Exercise directions:
Some of the lines below need repeating. Reproduce exactly those between the lines holding "use sshmux::fd::Fd;" and "let data = r.read_string().unwrap();", inclusive.

§

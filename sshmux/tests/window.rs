// Copyright 2016 Pierre-Étienne Meunier
//
// Licensed under the Apache License, Version 2.0 (the "License");
// you may not use this file except in compliance with the License.
// You may obtain a copy of the License at
//
// http://www.apache.org/licenses/LICENSE-2.0
//
// Unless required by applicable law or agreed to in writing, software
// distributed under the License is distributed on an "AS IS" BASIS,
// WITHOUT WARRANTIES OR CONDITIONS OF ANY KIND, either express or implied.
// See the License for the specific language governing permissions and
// limitations under the License.
//
extern crate sshmux;

mod common;

use sshmux::auth::AuthContext;
use sshmux::channels::{ChannelTable, ExtendedUsage};
use sshmux::encoding::{Position, Reader};
use sshmux::fd::Fd;
use sshmux::msg;
use sshmux::server::{Handler, Session};
use sshmux::{ChannelId, Error};
use std::io::Write;
use std::net::Shutdown;
use std::os::unix::net::UnixStream;
use std::thread;

const WINDOW: u32 = 32 * 1024;
const MAXPACKET: u32 = 16 * 1024;
const BURST: usize = 100 * 1024;

fn pattern(i: usize) -> u8 {
    (i % 251) as u8
}

/// "exec" attaches a socket whose other end writes a burst of data.
#[derive(Default)]
struct Burst {
    writer: Option<thread::JoinHandle<()>>,
}

impl Handler for Burst {
    fn open(&mut self, _: &AuthContext, _: ChannelId) -> bool {
        true
    }

    fn channel_request(
        &mut self,
        channels: &mut ChannelTable,
        session: &mut Session,
        id: ChannelId,
        name: &str,
        request: &mut Position,
    ) -> Result<bool, Error> {
        if name != "exec" {
            return Ok(false);
        }
        request.read_string()?;
        let (ours, mut program) = UnixStream::pair()?;
        let rfd = Fd::new(ours.try_clone()?);
        channels.set_fds(
            id,
            session,
            rfd,
            Fd::new(ours),
            Fd::none(),
            ExtendedUsage::Ignore,
        )?;
        self.writer = Some(thread::spawn(move || {
            let data: Vec<u8> = (0..BURST).map(pattern).collect();
            program.write_all(&data).unwrap();
            program.shutdown(Shutdown::Write).unwrap();
        }));
        Ok(true)
    }
}

#[test]
fn burst_within_window() {
    let (mut client, server) = common::serve(Default::default(), Burst::default());
    let channel = client.open_session(WINDOW, MAXPACKET);
    client.exec(channel, "burst");

    let mut received = Vec::new();
    let mut since_adjust = 0;
    let mut adjusts = 0;
    let mut eof = false;
    loop {
        let m = client.recv();
        let mut r = m.reader(1);
        match m[0] {
            msg::CHANNEL_WINDOW_ADJUST | msg::CHANNEL_SUCCESS => {}
            msg::CHANNEL_DATA => {
                assert_eq!(r.read_u32().unwrap(), 0);
                let data = r.read_string().unwrap();
                assert!(data.len() <= MAXPACKET as usize);
                received.extend_from_slice(data);
                since_adjust += data.len();
                assert!(since_adjust <= WINDOW as usize);
                if since_adjust == WINDOW as usize {
                    client.window_adjust(channel, WINDOW);
                    adjusts += 1;
                    since_adjust = 0
                }
            }
            msg::CHANNEL_EOF => {
                eof = true;
                client.eof(channel);
                client.close(channel);
            }
            msg::CHANNEL_CLOSE => break,
            m => panic!("unexpected message {}", m),
        }
    }
    assert!(eof);
    assert_eq!(received.len(), BURST);
    assert!(received.iter().enumerate().all(|(i, &b)| b == pattern(i)));
    assert_eq!(adjusts, 3);

    drop(client);
    let (result, mut handler) = server.join().unwrap();
    result.unwrap();
    handler.writer.take().unwrap().join().unwrap();
}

§

Finished task:
use sshmux::fd::Fd;
use sshmux::msg;
use sshmux::server::{Handler, Session};
use sshmux::{ChannelId, Error};
use std::io::Write;
use std::net::Shutdown;
use std::os::unix::net::UnixStream;
use std::thread;

const WINDOW: u32 = 32 * 1024;
const MAXPACKET: u32 = 16 * 1024;
const BURST: usize = 100 * 1024;

fn pattern(i: usize) -> u8 {
    (i % 251) as u8
}

/// "exec" attaches a socket whose other end writes a burst of data.
#[derive(Default)]
struct Burst {
    writer: Option<thread::JoinHandle<()>>,
}

impl Handler for Burst {
    fn open(&mut self, _: &AuthContext, _: ChannelId) -> bool {
        true
    }

    fn channel_request(
        &mut self,
        channels: &mut ChannelTable,
        session: &mut Session,
        id: ChannelId,
        name: &str,
        request: &mut Position,
    ) -> Result<bool, Error> {
        if name != "exec" {
            return Ok(false);
        }
        request.read_string()?;
        let (ours, mut program) = UnixStream::pair()?;
        let rfd = Fd::new(ours.try_clone()?);
        channels.set_fds(
            id,
            session,
            rfd,
            Fd::new(ours),
            Fd::none(),
            ExtendedUsage::Ignore,
        )?;
        self.writer = Some(thread::spawn(move || {
            let data: Vec<u8> = (0..BURST).map(pattern).collect();
            program.write_all(&data).unwrap();
            program.shutdown(Shutdown::Write).unwrap();
        }));
        Ok(true)
    }
}

#[test]
fn burst_within_window() {
    let (mut client, server) = common::serve(Default::default(), Burst::default());
    let channel = client.open_session(WINDOW, MAXPACKET);
    client.exec(channel, "burst");

    let mut received = Vec::new();
    let mut since_adjust = 0;
    let mut adjusts = 0;
    let mut eof = false;
    loop {
        let m = client.recv();
        let mut r = m.reader(1);
        match m[0] {
            msg::CHANNEL_WINDOW_ADJUST | msg::CHANNEL_SUCCESS => {}
            msg::CHANNEL_DATA => {
                assert_eq!(r.read_u32().unwrap(), 0);
                let data = r.read_string().unwrap();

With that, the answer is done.